DA: Does time go on without us? One modern philosophical theme is the idea of the block universe, the idea that time is a human construct and all moments exist on equal footing with no concept of “now.” I read this as fundamentally similar to Nietzsche’s eternal return, since each moment is a moment that becomes emblazoned eternally. Yet physics seems to indicate profound incomprehensibility at the heart of things, such that even as we try to grasp the universe-without-us, the universe-without-us turns out to be the universe-without-us-with-us.

JL: Indeed. There is time, and then is time. What both Krasznahorkai and Tarr really point to is how subjective time is, how eternity isn’t a quantitative measurement, but more of a feeling, an endured and continuous state. Eternity can last 4 seconds, it can last hours. So time becomes something that may or may not exist outside the human world, but at least it is only significant and felt when embodied corporeally.

DA: I recently read British-Chinese novelist Xialu Guo complaining that American “realism” was a limiting ethic. Your work certainly doesn’t embody the sort of conventional writing to which she’s referring, but my reaction was Krasznahorkai’s work certainly feels more real to me than the sort of literal mundanity peddled by people from Franzen to Tao Lin. Looking at the situation in Ferguson, it reminds me more of The Melancholy of Resistance than The Corrections. But then, American literature always seems to have had a legitimacy problem. As Ann Douglas wrote, “Melville’s writing is alive with his outraged conviction that he cannot produce a work significantly better than his culture.” I think that the aspiration to a 19th century European-style realism (like that of early Henry James) is one alternative response to that problem. Is it time to reclaim “realism”, or throw it away?

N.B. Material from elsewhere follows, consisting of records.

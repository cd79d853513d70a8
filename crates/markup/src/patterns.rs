//! Markup patterns, applied in a fixed order by the expander.
//!
//! Identifier classes are ASCII-only.

use regex::Regex;
use std::sync::LazyLock;

/// `<np>` plus any newlines that follow it.
pub static PAGE_BREAK: LazyLock<Regex> =
    LazyLock::new(|| Regex::new(r"<np>\n*").expect("BUG: invalid PAGE_BREAK regex literal"));

/// `<link;TARGET;LABEL[;ANCHOR]>`
pub static LINK: LazyLock<Regex> = LazyLock::new(|| {
    Regex::new(r"<link;([A-Za-z0-9_]+);([^;]*?)(?:;([^>]*))?>")
        .expect("BUG: invalid LINK regex literal")
});

/// `§<code>...§r`, non-greedy.
pub static FORMATTING: LazyLock<Regex> =
    LazyLock::new(|| Regex::new(r"§([^r])(.+?)§r").expect("BUG: invalid FORMATTING regex literal"));

/// `<config;i;KEY>`
pub static CONFIG_INT: LazyLock<Regex> = LazyLock::new(|| {
    Regex::new(r"<config;i;([^;>]+)>").expect("BUG: invalid CONFIG_INT regex literal")
});

/// `<config;b;KEY;ON;OFF>`
pub static CONFIG_BOOL: LazyLock<Regex> = LazyLock::new(|| {
    Regex::new(r"<config;b;([^;>]+);([^;>]+);([^;>]*)>")
        .expect("BUG: invalid CONFIG_BOOL regex literal")
});

/// `<config;iA;KEY[;EXTRA]>`
pub static CONFIG_INT_ARRAY: LazyLock<Regex> = LazyLock::new(|| {
    Regex::new(r"<config;iA;([^;>]+)(?:;([^;>]*))?>")
        .expect("BUG: invalid CONFIG_INT_ARRAY regex literal")
});

/// `<&NAME>`
pub static ANCHOR: LazyLock<Regex> =
    LazyLock::new(|| Regex::new(r"<&([A-Za-z0-9_]+)>").expect("BUG: invalid ANCHOR regex literal"));

/// `<keybind;ID>`
pub static KEYBIND: LazyLock<Regex> = LazyLock::new(|| {
    Regex::new(r"<keybind;([A-Za-z0-9_.]+)>").expect("BUG: invalid KEYBIND regex literal")
});

/// A raw newline, an escaped `\n`, or `<br>`.
pub static LINE_BREAK: LazyLock<Regex> =
    LazyLock::new(|| Regex::new(r"\n|\\n|<br>").expect("BUG: invalid LINE_BREAK regex literal"));

/// Formatting reset code, dropped once spans are built.
pub const RESET: &str = "§r";

/// Target meaning "the current entry".
pub const SAME_ENTRY: &str = "this";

JL: Realism is always such a tenuous and odd term for me. I mean, much of art has been dealing with this notion right. What is more or less realistic? What more or less embodies or expresses what is real? Once in a writing class a professor compared the work of Samuel Beckett, where real is someone trudging through the mud for countless pages, versus Bertolt Brecht, whose plays point to constructedness of reality itself. Or to look at a photograph of a vase of sunflowers versus a painting by Van Gogh where the deformity and texture and warpedness and colors of the sunflowers enacts a different kind of reality than the photo representation. Krasznahorkai’s work feels real to me in the way that it invokes such familiar qualities of abjectedness and intertia. There is mud, yes, but the humans who insist on moving through the mud, persistent. These kinds of impulses seem to human to me, so real, even if these people are so far from the reality that I live in everyday. Even something about Krasznahorkai’s sentences, the language that seems to constantly overturn itself, these protracted moments where the present gets drawn out in this way but continues to change direction. “Real” makes me think of expression and the dilemma of expression, or the dilemma of representation. So much is inarticulatable. And sometimes the inarticulation becomes the articulation. For example, I’ve been obsessed lately with taking photos of the sky and the sunset in Los Angeles. But these photos can’t capture any of the essence of what I feel in those moments looking up at the sky. That’s an impossibility. But the photo then becomes the articulation of that inarticulatable moment in a way that the evidence acts as a frantic ghost, a wound, a relinquishing of the everything of a single moment into a concentration of something, no matter its density or weight.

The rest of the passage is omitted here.